On 4 November 2008, the Queen launched at Canada House in London Vigil 1914–1918, a coordinated light and media display on the facades of Canada House and buildings in six Canadian cities of the name of each of the approximately 68,000 Canadians who died in World War I; there the Queen and the Duke of Edinburgh met with First World War veterans as well as Canadians returned from Afghanistan. Almost one year later, Prince Charles officiated at the Remembrance Day ceremonies at the National War Memorial in Ottawa, there wearing his uniform as a Lieutenant-General of the Canadian Army.
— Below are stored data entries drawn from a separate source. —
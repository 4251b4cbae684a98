//! Output formatting tests for schema command.

#[cfg(test)]
mod tests {
    use super::super::execute::{EdgeSummary, FieldSummary, SchemaResult, TypeSummary};
    use rstest::{fixture, rstest};

    // =========================================================================
    // Expected outputs
    // =========================================================================

    const SDL: &str = "\
type Post {
  id: ID!
  title: String!
}
";

    const RELATIONSHIPS_TABLE: &str = "\
Relationships (1):
  Comment.Post -> Post (many-to-one, via post_id)
  Post.Comments -> [Comment]";

    // =========================================================================
    // Fixtures
    // =========================================================================

    fn edge() -> EdgeSummary {
        EdgeSummary {
            source: "Comment".to_string(),
            source_field: "post_id".to_string(),
            target: "Post".to_string(),
            cardinality: "many-to-one".to_string(),
            field: "Post".to_string(),
            foreign_field: "Comments".to_string(),
        }
    }

    #[fixture]
    fn schema_result() -> SchemaResult {
        SchemaResult {
            sdl: SDL.to_string(),
            types: vec![TypeSummary {
                name: "Post".to_string(),
                collection: "posts".to_string(),
                fields: vec![
                    FieldSummary {
                        name: "id".to_string(),
                        type_name: "ID!".to_string(),
                    },
                    FieldSummary {
                        name: "title".to_string(),
                        type_name: "String!".to_string(),
                    },
                ],
            }],
            relationships: vec![edge()],
            relationships_only: false,
        }
    }

    #[fixture]
    fn relationships_result() -> SchemaResult {
        SchemaResult {
            relationships: vec![edge()],
            relationships_only: true,
            ..SchemaResult::default()
        }
    }

    #[fixture]
    fn empty_result() -> SchemaResult {
        SchemaResult::default()
    }

    #[fixture]
    fn no_relationships_result() -> SchemaResult {
        SchemaResult {
            relationships_only: true,
            ..SchemaResult::default()
        }
    }

    // =========================================================================
    // Tests
    // =========================================================================

    crate::output_table_test! {
        test_name: test_to_table_sdl,
        fixture: schema_result,
        fixture_type: SchemaResult,
        expected: SDL.trim_end(),
    }

    crate::output_table_test! {
        test_name: test_to_table_relationships,
        fixture: relationships_result,
        fixture_type: SchemaResult,
        expected: RELATIONSHIPS_TABLE,
    }

    crate::output_table_test! {
        test_name: test_to_table_empty,
        fixture: empty_result,
        fixture_type: SchemaResult,
        expected: "No collections found.",
    }

    crate::output_table_test! {
        test_name: test_to_table_no_relationships,
        fixture: no_relationships_result,
        fixture_type: SchemaResult,
        expected: "No relationships found.",
    }

    crate::output_table_contains_test! {
        test_name: test_to_table_relationships_name_both_sides,
        fixture: relationships_result,
        fixture_type: SchemaResult,
        contains: ["Comment.Post -> Post", "Post.Comments -> [Comment]", "via post_id"],
    }

    crate::output_json_test! {
        test_name: test_format_json,
        fixture: schema_result,
        fixture_type: SchemaResult,
        assertions: {
            "sdl": SDL,
            "types": serde_json::json!([{
                "name": "Post",
                "collection": "posts",
                "fields": [
                    {"name": "id", "type": "ID!"},
                    {"name": "title", "type": "String!"}
                ]
            }]),
        },
    }

    #[rstest]
    fn test_format_json_skips_display_flag(schema_result: SchemaResult) {
        use crate::output::{OutputFormat, Outputable};
        let parsed: serde_json::Value =
            serde_json::from_str(&schema_result.format(OutputFormat::Json)).unwrap();
        assert!(parsed.get("relationships_only").is_none());
        assert_eq!(parsed["relationships"][0]["foreign_field"], "Comments");
    }

    crate::output_toon_test! {
        test_name: test_format_toon,
        fixture: schema_result,
        fixture_type: SchemaResult,
        contains: ["relationships[1]", "types[1]"],
    }
}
The death of the last Canadian veteran of World War I came in 2010 and, on the anniversary of the Battle of Vimy Ridge in April that year, Queen Elizabeth II issued a statement marking the two events, stating: "As proud and grateful Canadians, we pause today to mark not only the ninety-third anniversary of this Nation's victory at Vimy Ridge but also to pay tribute to the passing of a truly remarkable generation who helped to end the most terrible conflict the world had ever known." A few months later, on 29 June, the Queen marked the 100th anniversary of the founding of the Royal Canadian Navy by conducting a fleet review at the Bedford Basin; the event was attended by ships of the Canadian Maritime Command, Brazilian Navy, Royal Danish Navy, French Navy, German Navy, Royal Netherlands Navy, Royal Navy and United States Navy.

The three environmental commands were in 2011 officially renamed to their traditional designations of the Royal Canadian Navy, Canadian Army, and Royal Canadian Air Force. This stemmed from an ongoing drive for the restoration, including an online petition, sponsored by Member of Parliament Laurie Hawn, issued in 2007 seeking grassroots support for the Maritime Command and Air Command to have their former names restored for the navy's 100th anniversary in 2010.